Il y a d'abord l'influence semblable que le sexe exercerait sur le suicide et sur l'homicide. À parler exactement, cette influence du sexe est beaucoup plus un effet de causes sociales que de causes organiques. Ce n'est pas parce que la femme diffère physiologiquement de l'homme qu'elle se tue moins ou qu'elle tue moins; c'est qu'elle ne participe pas de la même manière à la vie collective. Mais de plus, il s'en faut que la femme ait le même éloignement pour ces deux formes de l'immoralité. On oublie, en effet, qu'il y a des meurtres dont elle a le monopole; ce sont les infanticides, les avortements et les empoisonnements. Toutes les fois que l'homicide est à sa portée, elle le commet aussi ou plus fréquemment que l'homme. D'après Oettingen[341], la moitié des meurtres domestiques lui serait imputable. Rien n'autorise donc à supposer qu'elle ait, en vertu de sa constitution congénitale, un plus grand respect pour la vie d'autrui; ce sont seulement les occasions qui lui manquent, parce qu'elle est moins fortement engagée dans la mêlée de la vie. Les causes qui poussent aux crimes de sang agissent moins sur elle que sur l'homme, parce qu'elle se tient davantage en dehors de leur sphère d'influence. C'est pour la même raison qu'elle est moins exposée aux morts accidentelles; sur 100 décès de ce genre, 20 seulement sont féminins.

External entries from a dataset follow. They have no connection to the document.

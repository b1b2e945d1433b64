use anyhow::Context;

use crate::base;
use crate::cli;

/// View or set the daily intake goal
#[derive(clap::Parser)]
pub struct Goal {
    /// New daily goal, in milliliters. Omit to view the current goal
    amount: Option<base::Milliliters>,
}

impl Goal {
    pub fn run(
        &self,
        history: base::History,
        config: base::Config,
        store: &base::Store,
    ) -> anyhow::Result<cli::Output> {
        let Some(amount) = self.amount else {
            return Ok(cli::Output::Str(format!("Daily goal: {} ml", config.goal_ml)));
        };

        let state = base::app::State::new(history, config.goal_ml, base::Date::today());
        let state = state.update(base::app::Event::GoalChanged(amount));
        if state.goal != amount {
            anyhow::bail!("goal must be a positive amount")
        }

        let config = base::Config {
            goal_ml: state.goal,
            ..config
        };
        store.write(&config).with_context(|| {
            format!("failed to write '{}'", store.path::<base::Config>().display())
        })?;
        Ok(cli::Output::Str(format!("Daily goal set to {} ml", state.goal)))
    }
}
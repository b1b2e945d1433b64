use crate::base;
use crate::cli::output::Output;
use crate::cli::sharedopts;
use crate::cli::util;

/// Plot intake totals
#[derive(clap::Parser)]
pub struct Plot {
    #[arg(help = sharedopts::INTERVAL_HELP, long_help = sharedopts::INTERVAL_HELP_LONG)]
    interval: Option<base::Interval>,

    #[command(flatten)]
    units: Units,
}

#[derive(clap::Args)]
#[group(required = false, multiple = false)]
struct Units {
    /// Aggregate data by day [default]
    ///
    /// The default interval is the past 2 weeks
    #[arg(short)]
    d: bool,

    /// Aggregate data by month
    ///
    /// The default interval is the past 12 months
    #[arg(short)]
    m: bool,

    /// Aggregate data by year
    ///
    /// The default interval is the past 10 years
    #[arg(short)]
    y: bool,
}

impl Plot {
    pub fn run(self, history: base::History, config: &base::Config) -> anyhow::Result<Output> {
        let unit = if self.units.y {
            base::Datepart::Year
        } else if self.units.m {
            base::Datepart::Month
        } else {
            base::Datepart::Day
        };
        let interval = self.interval.unwrap_or_else(|| {
            let default = match unit {
                base::Datepart::Year => "y-10:Y",
                base::Datepart::Month => "m-12:M",
                base::Datepart::Day => "d-14:D",
            };
            default
                .parse()
                .expect("value should be convertible to Interval object")
        });
        let history = history
            .slice_spanning_interval(interval)
            .iter()
            .collect::<base::History>();
        let chart_config = base::barchart::Config {
            charset: util::charset_from_config(config),
            bounds: interval,
            unit,
            term_width: terminal_size::terminal_size()
                .map(|(w, _)| w.0)
                .unwrap_or_default() as usize,
            history,
        };
        Ok(Output::Barchart(chart_config))
    }
}
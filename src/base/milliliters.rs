use crate::base::util;

/// Integral representation of a volume of water, in whole milliliters.
#[derive(
    Debug,
    Clone,
    Copy,
    Default,
    PartialEq,
    Eq,
    Hash,
    PartialOrd,
    Ord,
    derive_more::From,
    derive_more::Into,
    derive_more::Sum,
    derive_more::Add,
    derive_more::AddAssign,
    serde::Serialize,
    serde::Deserialize,
)]
pub struct Milliliters(pub u64);

impl Milliliters {
    /// Returns `ml.to_string().len()` without actually building a string.
    pub fn charlen(self) -> usize {
        let len = util::count_digits(self.0);
        len + (len - 1) / 3 // commas
    }

    pub fn checked_add(self, other: Self) -> Option<Self> {
        self.0.checked_add(other.0).map(Self)
    }

    pub fn checked_mul(self, n: u64) -> Option<Self> {
        self.0.checked_mul(n).map(Self)
    }

    pub fn saturating_add(self, other: Self) -> Self {
        Self(self.0.saturating_add(other.0))
    }
}

impl std::fmt::Display for Milliliters {
    /// Formats with thousands separators.
    fn fmt(&self, f: &mut std::fmt::Formatter<'_>) -> std::fmt::Result {
        let mut n = self.0;
        let mut bytes = Vec::<u8>::new();
        let mut i = 0;
        loop {
            if i > 0 && i % 3 == 0 {
                bytes.push(b',');
            }
            bytes.push(b'0' + (n % 10) as u8);
            n /= 10;
            i += 1;
            if n == 0 {
                break;
            }
        }
        bytes.reverse();
        let s = std::str::from_utf8(&bytes).expect("all chars should be ascii");
        f.write_str(s)
    }
}

impl std::str::FromStr for Milliliters {
    type Err = std::num::ParseIntError;

    /// Parses a milliliter quantity from a human-readable string, which may
    /// contain comma thousands separators.
    fn from_str(s: &str) -> Result<Self, Self::Err> {
        s.replace(',', "").parse::<u64>().map(Self)
    }
}

impl TryFrom<&str> for Milliliters {
    type Error = <Self as std::str::FromStr>::Err;

    fn try_from(value: &str) -> Result<Self, Self::Error> {
        value.parse::<Self>()
    }
}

D'ailleurs, même si l'on réunit sous une seule rubrique tous les homicides intentionnels, meurtres, assassinats, parricides, infanticides, empoisonnements, la part de la femme dans l'ensemble est encore très élevée. En France, sur 100 de ces crimes, il y en a 38 ou 39 qui sont commis par des femmes, et même 42 si l'on tient compte des avortements. La proportion est de 51 % en Allemagne, de 52 % en Autriche. Il est vrai qu'on laisse alors de côté les homicides involontaires; mais c'est seulement quand il est voulu que l'homicide est vraiment lui-même. D'autre part, les meurtres spéciaux à la femme, infanticides, avortements, meurtres domestiques, sont, par leur nature, difficiles à découvrir. Il s'en commet donc un grand nombre qui échappent à la justice et, par conséquent, à la statistique. Si l'on songe que, très vraisemblablement, la femme doit déjà profiter à l'instruction de la même indulgence dont elle bénéficie certainement au jugement, où elle est bien plus souvent acquittée que l'homme, on verra qu'en définitive l'aptitude à l'homicide ne doit pas être très différente dans les deux sexes. On sait, au contraire, combien est grande l'immunité de la femme contre le suicide.

L'influence de l'âge sur l'un et l'autre phénomène ne révèle pas de moindres différences. Suivant Ferri, l'homicide comme le suicide deviendrait plus fréquent à mesure que l'homme avance dans la vie. Il est vrai que Morselli a exprimé le sentiment contraire[342]. La vérité est qu'il n'y a ni inversion ni concordance. Tandis que le suicide croît régulièrement jusqu'à la vieillesse, le meurtre et l'assassinat arrivent à leur apogée dès la maturité, vers 30 ou 35 ans, pour décroître ensuite. C'est ce que montre le tableau XXXI. Il est impossible d'y apercevoir la moindre preuve ni d'une identité de nature ni d'un antagonisme entre le suicide et les crimes de sang.

Tableau XXXI

Évolution comparée des meurtres, des assassinats et des suicides aux différents âges, en France (1887).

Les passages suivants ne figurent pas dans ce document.